By focusing on transmitting only the changes, RDC ensures that bandwidth is used efficiently. This, in turn, accelerates file transfers and improves overall network performance.

The reduced bandwidth consumption and faster transfer times afforded by RDC are undoubtedly appealing. But to truly appreciate the impact of RDC, it’s crucial to understand how it achieves these benefits.

Let's delve into the technical intricacies that make RDC such an effective data transfer solution. With the mechanics of RDC laid bare, it’s time to shift our focus from theory to practice. How does RDC translate into real-world value? Let’s explore some compelling use cases.

RDC in Action: Real-World Applications and Use Cases

Remote Differential Compression isn't just a theoretical concept. It's a practical technology that solves real-world data transfer challenges across various scenarios. Its ability to minimize bandwidth consumption and accelerate transfer speeds makes it invaluable in environments where efficient data handling is critical.

Let's examine some key applications of RDC. These include data synchronization, its integral role within Microsoft's Windows Server ecosystem, and its contribution to optimized client-server architectures.

Data Synchronization Scenarios

Data synchronization involves keeping data consistent across multiple locations or devices. This is crucial for collaboration, backup, and disaster recovery. RDC excels in these scenarios, particularly over wide area networks (WANs) where bandwidth is often a constraint.

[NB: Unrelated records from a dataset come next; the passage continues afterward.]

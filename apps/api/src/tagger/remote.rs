//! Remote tagger backend — Hugging Face Inference API.
//!
//! Calls the hosted `dslim/bert-base-NER` model and maps returned character
//! offsets back onto line indices. Retries on 429 and 5xx with exponential
//! backoff; an unreachable or rejecting backend is fatal for the request.

use async_trait::async_trait;
use reqwest::Client;
use serde::{Deserialize, Serialize};
use tracing::{debug, warn};

use crate::document::PlainText;
use crate::tagger::{EntityLabel, EntitySpan, EntityTagger, TaggerError};

const INFERENCE_API_URL: &str = "https://api-inference.huggingface.co/models/dslim/bert-base-NER";
const MAX_RETRIES: u32 = 3;
/// Input cap before tagging; keeps requests under the hosted model's limits.
const MAX_INPUT_CHARS: usize = 45_000;

#[derive(Debug, Serialize)]
struct InferenceRequest<'a> {
    inputs: &'a str,
    parameters: InferenceParameters,
    options: InferenceOptions,
}

#[derive(Debug, Serialize)]
struct InferenceParameters {
    aggregation_strategy: &'static str,
}

#[derive(Debug, Serialize)]
struct InferenceOptions {
    wait_for_model: bool,
}

/// One aggregated entity as returned by the inference API.
#[derive(Debug, Deserialize)]
struct HfEntity {
    entity_group: String,
    score: f32,
    word: String,
    start: usize,
}

/// NER backend over the Hugging Face Inference API.
#[derive(Clone)]
pub struct RemoteTagger {
    client: Client,
    api_token: String,
}

impl RemoteTagger {
    pub fn new(api_token: String) -> Self {
        Self {
            client: Client::builder()
                .timeout(std::time::Duration::from_secs(60))
                .build()
                .expect("Failed to build HTTP client"),
            api_token,
        }
    }

    async fn call(&self, input: &str) -> Result<Vec<HfEntity>, TaggerError> {
        let request_body = InferenceRequest {
            inputs: input,
            parameters: InferenceParameters {
                aggregation_strategy: "simple",
            },
            options: InferenceOptions {
                wait_for_model: true,
            },
        };

        let mut last_error: Option<TaggerError> = None;

        for attempt in 0..MAX_RETRIES {
            if attempt > 0 {
                // Exponential backoff: 1s, 2s
                let delay = std::time::Duration::from_millis(1000 * (1 << (attempt - 1)));
                warn!(
                    "NER inference attempt {} failed, retrying after {}ms...",
                    attempt,
                    delay.as_millis()
                );
                tokio::time::sleep(delay).await;
            }

            let response = self
                .client
                .post(INFERENCE_API_URL)
                .bearer_auth(&self.api_token)
                .json(&request_body)
                .send()
                .await;

            let response = match response {
                Ok(r) => r,
                Err(e) => {
                    last_error = Some(TaggerError::Http(e));
                    continue;
                }
            };

            let status = response.status();

            if status.as_u16() == 401 || status.as_u16() == 403 {
                return Err(TaggerError::Unavailable(
                    "inference API rejected the configured token".to_string(),
                ));
            }

            if status.as_u16() == 429 || status.is_server_error() {
                let body = response.text().await.unwrap_or_default();
                warn!("Inference API returned {}: {}", status, body);
                last_error = Some(TaggerError::Unavailable(format!(
                    "inference API returned {status}: {body}"
                )));
                continue;
            }

            if !status.is_success() {
                let body = response.text().await.unwrap_or_default();
                return Err(TaggerError::Unavailable(format!(
                    "inference API returned {status}: {body}"
                )));
            }

            let entities: Vec<HfEntity> = response.json().await?;
            debug!("NER inference succeeded: {} entities", entities.len());
            return Ok(entities);
        }

        Err(last_error.unwrap_or_else(|| {
            TaggerError::Unavailable(format!("inference API unreachable after {MAX_RETRIES} attempts"))
        }))
    }
}

#[async_trait]
impl EntityTagger for RemoteTagger {
    async fn tag(&self, text: &PlainText) -> Result<Vec<EntitySpan>, TaggerError> {
        if self.api_token.is_empty() {
            return Err(TaggerError::Unavailable(
                "no inference API token configured".to_string(),
            ));
        }

        if text.is_empty() {
            return Ok(Vec::new());
        }

        let joined = text.joined();
        let input = truncate_chars(&joined, MAX_INPUT_CHARS);
        let line_starts = line_start_offsets(input);

        let entities = self.call(input).await?;

        Ok(entities
            .into_iter()
            .map(|e| EntitySpan {
                label: EntityLabel::parse(&e.entity_group),
                confidence: e.score.clamp(0.0, 1.0),
                line: line_for_offset(&line_starts, e.start),
                text: e.word,
            })
            .collect())
    }

    fn backend(&self) -> &'static str {
        "remote-api"
    }
}

/// Truncates to at most `max` characters without splitting a code point.
fn truncate_chars(s: &str, max: usize) -> &str {
    match s.char_indices().nth(max) {
        Some((idx, _)) => &s[..idx],
        None => s,
    }
}

/// Character offsets at which each line of `text` starts. The inference API
/// reports entity positions in characters, not bytes, so the table must count
/// characters too or multi-byte text shifts every subsequent entity.
fn line_start_offsets(text: &str) -> Vec<usize> {
    let mut starts = vec![0];
    for (i, c) in text.chars().enumerate() {
        if c == '\n' {
            starts.push(i + 1);
        }
    }
    starts
}

/// Maps a character offset reported by the model to the line containing it.
fn line_for_offset(line_starts: &[usize], offset: usize) -> usize {
    line_starts.partition_point(|&s| s <= offset).saturating_sub(1)
}
//! Extraction pipeline and upload handler.
//!
//! Each request flows linearly: validate -> extract text -> tag entities ->
//! classify sections -> assemble schema, with an optional storage upload of
//! the original bytes on the side. No state persists across requests.

use axum::extract::{Multipart, State};
use axum::Json;
use serde::Serialize;
use tracing::{debug, info, warn};

use crate::document::{self, DocumentFormat, RawDocument};
use crate::errors::AppError;
use crate::sections;
use crate::sections::schema::StructuredFields;
use crate::state::AppState;
use crate::storage;
use crate::tagger::{EntityTagger, TaggerError};

/// Response payload: the structured fields, plus a storage reference when the
/// upload side-channel is configured and succeeded.
#[derive(Debug, Serialize)]
pub struct ExtractResponse {
    #[serde(flatten)]
    pub fields: StructuredFields,
    #[serde(skip_serializing_if = "Option::is_none")]
    pub file_url: Option<String>,
}

/// POST /api/v1/resumes/extract
///
/// Accepts a multipart upload with a `file` field (PDF or DOCX) and returns
/// the assembled resume schema.
pub async fn handle_extract(
    State(state): State<AppState>,
    mut multipart: Multipart,
) -> Result<Json<ExtractResponse>, AppError> {
    let doc = read_upload(&mut multipart).await?;
    info!(
        filename = %doc.filename,
        size = doc.bytes.len(),
        "Received resume upload"
    );

    let fields = run_pipeline(&doc, state.tagger.as_ref()).await?;

    // Optional side-channel: upload failures are logged and never fail the
    // extraction response.
    let file_url = match (&state.s3, &state.config.storage) {
        (Some(s3), Some(cfg)) => {
            match storage::send(s3, cfg, doc.bytes.clone(), &doc.filename, doc.format).await {
                Ok(url) => Some(url),
                Err(e) => {
                    warn!("Storage upload failed, omitting file_url: {e}");
                    None
                }
            }
        }
        _ => None,
    };

    Ok(Json(ExtractResponse { fields, file_url }))
}

/// Runs the extraction pipeline over one document.
pub async fn run_pipeline(
    doc: &RawDocument,
    tagger: &dyn EntityTagger,
) -> Result<StructuredFields, AppError> {
    let text = document::extract_text(doc).await?;
    debug!(lines = text.lines().len(), "Extracted text");

    // Any tagger failure is fatal for the request; there is no partial tagging.
    let spans = tagger
        .tag(&text)
        .await
        .map_err(|e: TaggerError| AppError::ModelUnavailable(e.to_string()))?;
    debug!(
        spans = spans.len(),
        backend = tagger.backend(),
        "Tagged entity spans"
    );

    Ok(sections::assemble(sections::classify(&text, &spans)))
}

/// Pulls the `file` field out of the multipart body and validates its format.
async fn read_upload(multipart: &mut Multipart) -> Result<RawDocument, AppError> {
    while let Some(field) = multipart
        .next_field()
        .await
        .map_err(|e| AppError::Validation(format!("invalid multipart body: {e}")))?
    {
        if field.name() != Some("file") {
            continue;
        }

        let filename = field
            .file_name()
            .ok_or_else(|| AppError::Validation("file field is missing a filename".to_string()))?
            .to_string();
        let format = DocumentFormat::from_filename(&filename)?;

        let bytes = field
            .bytes()
            .await
            .map_err(|e| AppError::Validation(format!("failed to read upload: {e}")))?;

        return Ok(RawDocument {
            bytes,
            format,
            filename,
        });
    }

    Err(AppError::Validation(
        "multipart body must contain a 'file' field".to_string(),
    ))
}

Imagine a scenario where a large design firm has offices in multiple cities. Each office needs to have the latest versions of CAD files and project documents.

Without RDC, synchronizing these files would require transferring the entire file each time a change is made, consuming significant bandwidth and time. With RDC, only the differences between the files are transferred.

This dramatically reduces the bandwidth required and speeds up the synchronization process. This allows designers in different locations to collaborate effectively without being hampered by slow data transfers.

Another common use case is mobile device synchronization. When users back up their phones or tablets to a cloud service, RDC can ensure that only new or modified data is uploaded. This saves valuable bandwidth for both the user and the service provider.

This approach is particularly beneficial in areas with limited or expensive internet access. It also ensures that backups complete quickly, minimizing disruption to the user experience.

Microsoft's Implementation of RDC in Windows Server

Microsoft has deeply integrated RDC into Windows Server to optimize data transfer for various services and features. One prominent example is its use in BranchCache, a wide area network (WAN) bandwidth optimization technology.

BranchCache caches content from central servers at branch office locations. When a user in the branch office requests a file, BranchCache first checks if the content is already available locally.

If not, it uses RDC to retrieve only the changed portions of the file from the central server or a peer in the branch office. This significantly reduces the amount of data that needs to be transferred over the WAN, improving application response times and reducing bandwidth costs.

Microsoft also employs RDC in Distributed File System Replication (DFSR). DFSR is a role service in Windows Server that enables you to efficiently replicate folders and files across multiple servers.

RDC ensures that only the differences between files are replicated, minimizing bandwidth usage. This is particularly important for organizations with multiple branch offices or servers that need to keep their data synchronized.

By integrating RDC into these core services, Microsoft provides a powerful and transparent way for organizations to optimize their data transfer infrastructure.

RDC in Client-Server Environments

RDC plays a vital role in optimizing data transfer within client-server environments. This is particularly true for applications that involve frequent updates or large file transfers.

Consider a software distribution scenario. When a software vendor releases a new version of its application, it needs to distribute the update to its clients. Using RDC, the vendor can create a delta package that contains only the changes between the old and new versions of the software.

Clients can then download this smaller delta package and apply it to their existing installation. The result is a much faster and more efficient update process. This reduces the load on the vendor's servers and minimizes the impact on the client's network.

Another example is virtual desktop infrastructure (VDI) environments. In VDI, user desktops are hosted on central servers and streamed to client devices. RDC can be used to optimize the transfer of desktop images and user profiles.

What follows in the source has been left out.